オープンソースのソフトウェアのドキュメントの翻訳や、ブログなどの翻訳をやったことがあるのであれば、日本語と英語をどのように管理していくのか、というのは、地味に面倒な問題です。 dokuwiki のように、切り替え機能を内蔵したシステムもありますが、見比べながら訳すのがやりにくかったり、テキストファイルでないので、管理が自由にできないという問題もあります。

Sphinxが使っているreStructuredTextにはコメントアウト機能があるので、気軽に翻訳が行えます。ただし、dokuwikiのように、日本語、英語、中国語、ドイツ語・・・など複数言語を一度に扱うのは難しいです。

注釈

Sphinxにi18n機能が入る前から利用していたワークフローです。i18n機能を利用したtipsも今後作られるでしょう。
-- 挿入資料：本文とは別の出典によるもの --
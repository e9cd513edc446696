//! Utilities for the deploy scripts.

use std::{fs, path::Path, str::FromStr, sync::Arc};

use ethers::{
    middleware::SignerMiddleware,
    providers::{Http, Middleware, Provider},
    signers::{LocalWallet, Signer},
    types::Address,
};
use serde::{de::DeserializeOwned, Serialize};

use crate::{errors::ScriptError, types::AddressBook};

/// A JSON-RPC provider with a local signing key attached
pub type LocalWalletHttpClient = SignerMiddleware<Provider<Http>, LocalWallet>;

/// Sets up the client with which to deploy and call contracts, from a
/// private key and RPC url.
pub async fn setup_client(
    priv_key: &str,
    rpc_url: &str,
) -> Result<Arc<LocalWalletHttpClient>, ScriptError> {
    let provider = Provider::<Http>::try_from(rpc_url)
        .map_err(|e| ScriptError::ClientInitialization(e.to_string()))?;

    let wallet = LocalWallet::from_str(priv_key)
        .map_err(|e| ScriptError::ClientInitialization(e.to_string()))?;
    let chain_id = provider
        .get_chainid()
        .await
        .map_err(|e| ScriptError::ClientInitialization(e.to_string()))?
        .as_u64();
    let client = Arc::new(SignerMiddleware::new(
        provider,
        wallet.with_chain_id(chain_id),
    ));

    Ok(client)
}

/// The sender address attached to a client
pub fn sender_address(client: &impl Middleware) -> Result<Address, ScriptError> {
    client
        .default_sender()
        .ok_or_else(|| {
            ScriptError::ClientInitialization("client does not have sender attached".to_string())
        })
}

/// Load a JSON document from `path`, returning `fallback` if the file
/// does not exist
pub fn load_json_or<T: DeserializeOwned>(path: &str, fallback: T) -> Result<T, ScriptError> {
    if !Path::new(path).exists() {
        return Ok(fallback);
    }
    let contents = fs::read_to_string(path).map_err(|e| ScriptError::ReadFile(e.to_string()))?;
    serde_json::from_str(&contents).map_err(|e| ScriptError::Serde(e.to_string()))
}

/// Save `data` to `path` as pretty-printed JSON, creating the parent
/// directory if it does not exist
pub fn save_json<T: Serialize>(path: &str, data: &T) -> Result<(), ScriptError> {
    if let Some(dir) = Path::new(path).parent() {
        if !dir.as_os_str().is_empty() {
            fs::create_dir_all(dir).map_err(|e| ScriptError::WriteFile(e.to_string()))?;
        }
    }
    let contents =
        serde_json::to_string_pretty(data).map_err(|e| ScriptError::Serde(e.to_string()))?;
    fs::write(path, contents).map_err(|e| ScriptError::WriteFile(e.to_string()))
}

/// Read a required address from the book, failing fast with guidance
/// if the book has not been populated yet
pub fn require_address(addrs: &AddressBook, key: &str) -> Result<Address, ScriptError> {
    let addr = addrs.get(key).ok_or_else(|| {
        ScriptError::MissingAddress(format!("`{key}` not found in address book. Run deploy first."))
    })?;

    Address::from_str(addr).map_err(|e| ScriptError::AddressParsing(e.to_string()))
}

/// Parse an operator-supplied address, falling back if unset
pub fn parse_address_or(value: Option<&str>, fallback: Address) -> Result<Address, ScriptError> {
    match value {
        Some(s) => Address::from_str(s).map_err(|e| ScriptError::AddressParsing(e.to_string())),
        None => Ok(fallback),
    }
}

/// Render an address as the lowercase hex string persisted on disk
pub fn format_address(address: Address) -> String {
    format!("{address:#x}")
}

#[cfg(test)]
mod tests {
    use super::*;

    #[test]
    fn load_missing_file_returns_fallback() {
        let dir = tempfile::tempdir().unwrap();
        let path = dir.path().join("nope.json");

        let addrs: AddressBook =
            load_json_or(path.to_str().unwrap(), AddressBook::new()).unwrap();
        assert!(addrs.is_empty());
    }

    #[test]
    fn save_creates_parent_directories_and_round_trips() {
        let dir = tempfile::tempdir().unwrap();
        let path = dir.path().join("nested/out/addresses.json");
        let path = path.to_str().unwrap();

        let mut addrs = AddressBook::new();
        addrs.insert(
            "whitelist".to_string(),
            "0x66f9664f97f2b50f62d13ea064982f936de76657".to_string(),
        );
        save_json(path, &addrs).unwrap();

        // Pretty-printed, one key per line
        let raw = fs::read_to_string(path).unwrap();
        assert!(raw.contains('\n'));

        let loaded: AddressBook = load_json_or(path, AddressBook::new()).unwrap();
        assert_eq!(loaded, addrs);
    }

    #[test]
    fn require_address_parses_present_keys() {
        let mut addrs = AddressBook::new();
        addrs.insert(
            "marketManager".to_string(),
            "0x66f9664f97f2b50f62d13ea064982f936de76657".to_string(),
        );

        let addr = require_address(&addrs, "marketManager").unwrap();
        assert_eq!(format_address(addr), addrs["marketManager"]);
    }

    #[test]
    fn require_address_fails_fast_on_missing_keys() {
        let err = require_address(&AddressBook::new(), "whitelist").unwrap_err();
        let msg = err.to_string();
        assert!(msg.contains("whitelist"));
        assert!(msg.contains("Run deploy first"));
    }

    #[test]
    fn operator_addresses_fall_back_when_unset() {
        let fallback = Address::repeat_byte(0xab);
        assert_eq!(parse_address_or(None, fallback).unwrap(), fallback);

        let parsed =
            parse_address_or(Some("0x66f9664f97f2b50f62d13ea064982f936de76657"), fallback)
                .unwrap();
        assert_ne!(parsed, fallback);

        assert!(parse_address_or(Some("not-an-address"), fallback).is_err());
    }
}
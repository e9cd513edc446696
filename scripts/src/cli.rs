//! Definitions of CLI arguments and commands for the deploy scripts

use std::sync::Arc;

use clap::{Args, Parser, Subcommand};
use ethers::providers::Middleware;

use crate::{
    commands::{deploy, flows, wire},
    constants::{
        DEFAULT_ADDRESSES_PATH, DEFAULT_ARTIFACTS_DIR, DEFAULT_FEE_BPS, DEFAULT_ROLES_PATH,
        DEFAULT_TIMELOCK_DELAY_SEC,
    },
    errors::ScriptError,
};

/// Deployment and wiring automation for the compliant-market contracts
#[derive(Parser)]
pub struct Cli {
    /// Private key of the deployer
    // TODO: Better key management
    #[arg(long, env = "PRIVATE_KEY_DEPLOYER")]
    pub deployer_key: String,

    /// Private key of the guardian
    #[arg(long, env = "PRIVATE_KEY_GUARDIAN")]
    pub guardian_key: String,

    /// Network RPC URL
    #[arg(short, long, env = "RPC_URL")]
    pub rpc_url: String,

    /// Path of the JSON address book
    #[arg(long, env = "ADDRESSES_PATH", default_value = DEFAULT_ADDRESSES_PATH)]
    pub addresses_path: String,

    /// The script to run
    #[command(subcommand)]
    pub command: Command,
}

/// The contract management scripts, in the order an operator runs them
#[derive(Subcommand)]
pub enum Command {
    /// Deploy the full contract suite and write the address book
    Deploy(DeployArgs),
    /// Wire compliance, payment and pause relationships between the
    /// deployed contracts
    Wire(WireArgs),
    /// Exercise the emergency-pause governance flow
    Flows,
}

impl Command {
    /// Dispatch to the matching script
    pub async fn run(
        self,
        deployer: Arc<impl Middleware + 'static>,
        guardian: Arc<impl Middleware + 'static>,
        addresses_path: &str,
    ) -> Result<(), ScriptError> {
        match self {
            Command::Deploy(args) => deploy(args, deployer, guardian, addresses_path).await,
            Command::Wire(args) => wire(args, deployer, guardian, addresses_path).await,
            Command::Flows => flows(guardian, addresses_path).await,
        }
    }
}

/// Deploy the contract suite.
///
/// Contracts are deployed sequentially, each awaited before the next; the
/// resulting address book is written once at the end.
#[derive(Args)]
pub struct DeployArgs {
    /// Directory containing the compiled contract artifacts
    #[arg(long, env = "ARTIFACTS_DIR", default_value = DEFAULT_ARTIFACTS_DIR)]
    pub artifacts_dir: String,

    /// Minimum timelock delay in seconds
    #[arg(long, env = "TIMELOCK_DELAY_SEC", default_value_t = DEFAULT_TIMELOCK_DELAY_SEC)]
    pub timelock_delay_sec: u64,

    /// Governor voting strategy address, zero address if unset
    #[arg(long, env = "STRATEGY_ADDR")]
    pub strategy: Option<String>,

    /// Fee splitter address, defaults to the deployer
    #[arg(long, env = "FEE_SPLITTER")]
    pub fee_splitter: Option<String>,

    /// Market fee in basis points (1000-base)
    #[arg(long, env = "FEE_BPS", default_value_t = DEFAULT_FEE_BPS)]
    pub fee_bps: u16,

    /// Reserve pool router address, zero address if unset
    #[arg(long, env = "ROUTER")]
    pub router: Option<String>,
}

/// Wire the deployed contracts together.
///
/// Requires the address book written by `deploy`.
#[derive(Args)]
pub struct WireArgs {
    /// Path of the roles snapshot to write
    #[arg(long, env = "ROLES_PATH", default_value = DEFAULT_ROLES_PATH)]
    pub roles_path: String,
}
Sphinx1.2ドキュメント の翻訳はSphinxのi18n機能を利用しています。翻訳そのものは Transifex で行っています。

基本的なやり方

.. で始まる行はコメントになります。次に同じインデントに戻るまでのブロックがまとめてコメントアウトされます。これを使うと次のように書くことができます。

.. Inline markup
   =============

インラインマークアップ
======================

.. Sphinx uses interpreted text roles to
   insert semantic markup into documents.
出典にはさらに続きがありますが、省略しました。